Minister of Foreign Affairs of Tajikistan
- In office 1 December 2006 – 29 November 2013
- President: Emomali Rahmon
- Preceded by: Talbak Nazarov
- Succeeded by: Sirojiddin Muhriddin

Ambassador of Tajikistan to the United States
- In office 2003–2006

Ambassador of Austria and Permanent Representative to the OSCE
- In office 1996–2003

Ambassador of Tajikistan to Japan
- In office 2015–2018

Personal details
- Born: Hamrokhon Zaripovich Zaripov 25 December 1948 (age 77) Baldzhuvan (or Vose), Khatlon Region, Tajik SSR, Soviet Union
- Children: 2
- Education: Kulyab State Pedagogical Institute
- Occupation: Diplomat, politician
- Criminal status: Incarcerated
- Convictions: Treason Violent seizure of power Insulting a government official online
- Criminal penalty: 27 years imprisonment Confiscation of assets Fine of 10,000 somoni

= Hamrokhon Zarifi =

Hamrokhon Zarifi (Ҳамрохон Зарифӣ; born Hamrokhon Zaripovich Zaripov, 25 December 1948) is a Tajik diplomat and politician who served as the Minister of Foreign Affairs of Tajikistan from 2006 to 2013. He previously served as ambassador to the United States, Austria, and Japan, and as Tajikistan's Permanent Representative to the Organization for Security and Co-operation in Europe (OSCE). In February 2025, Zarifi was sentenced to 27 years in prison after being convicted of treason and attempting to overthrow the government.

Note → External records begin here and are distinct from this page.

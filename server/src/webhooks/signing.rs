//! HMAC-SHA1 Event Signing
//!
//! Signs pushed event bodies so collectors can verify their origin.

use hmac::{Hmac, Mac};
use sha1::Sha1;

type HmacSha1 = Hmac<Sha1>;

/// Sign a payload with HMAC-SHA1 and return the hex-encoded signature.
pub fn sign_payload(secret: &str, payload: &[u8]) -> String {
    let mut mac =
        HmacSha1::new_from_slice(secret.as_bytes()).expect("HMAC can take key of any size");
    mac.update(payload);
    hex::encode(mac.finalize().into_bytes())
}

/// Value for the `X-Signature` header: `sha1=<hex>`.
pub fn signature_header(secret: &str, payload: &[u8]) -> String {
    format!("sha1={}", sign_payload(secret, payload))
}

/// Verify an `X-Signature` header value against a payload.
pub fn verify_signature(secret: &str, payload: &[u8], header: &str) -> bool {
    header
        .strip_prefix("sha1=")
        .is_some_and(|signature| constant_time_eq(&sign_payload(secret, payload), signature))
}

/// Compare two strings without short-circuiting on the first mismatch.
pub fn constant_time_eq(expected: &str, actual: &str) -> bool {
    expected.len() == actual.len()
        && expected
            .as_bytes()
            .iter()
            .zip(actual.as_bytes())
            .fold(0u8, |acc, (a, b)| acc | (a ^ b))
            == 0
}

== Early life and education ==

Zarifi was born on 25 December 1948 in the Baldzhuvan (or Vose) district near Kulob in the Khatlon Region of the Tajik SSR, Soviet Union. From 1966 to 1971, he studied at the Kulyab State Pedagogical Institute (now Kulob State University), graduating from the Faculty of Physics and Mathematics. He holds a Candidate of Sciences degree in political science.

== Career ==

In 1972, Zarifi served in the Soviet Navy. He later served in the KGB of the Tajik Soviet Republic and retired with the rank of colonel. In 1993, Zarifi joined the Ministry of Foreign Affairs of Tajikistan as Deputy Chief of the Personnel Department. He served as Deputy Minister of Foreign Affairs from 1995 to 1996. From 1996 to 2003, he was Tajikistan's Permanent Representative to the OSCE and concurrently Ambassador to Austria. In 2003, he was appointed Ambassador Extraordinary and Plenipotentiary of Tajikistan to the United States, serving until 2006. Zarifi was appointed Minister of Foreign Affairs on 1 December 2006, replacing Talbak Nazarov. He served in this role until 29 November 2013, when he was succeeded by Sirojiddin Muhriddin. During his tenure, he addressed the United Nations General Assembly at its 66th and 67th sessions and spoke at the OSCE Permanent Council in 2011. From 2015 until his retirement in 2018, Zarifi served as Ambassador of Tajikistan to Japan.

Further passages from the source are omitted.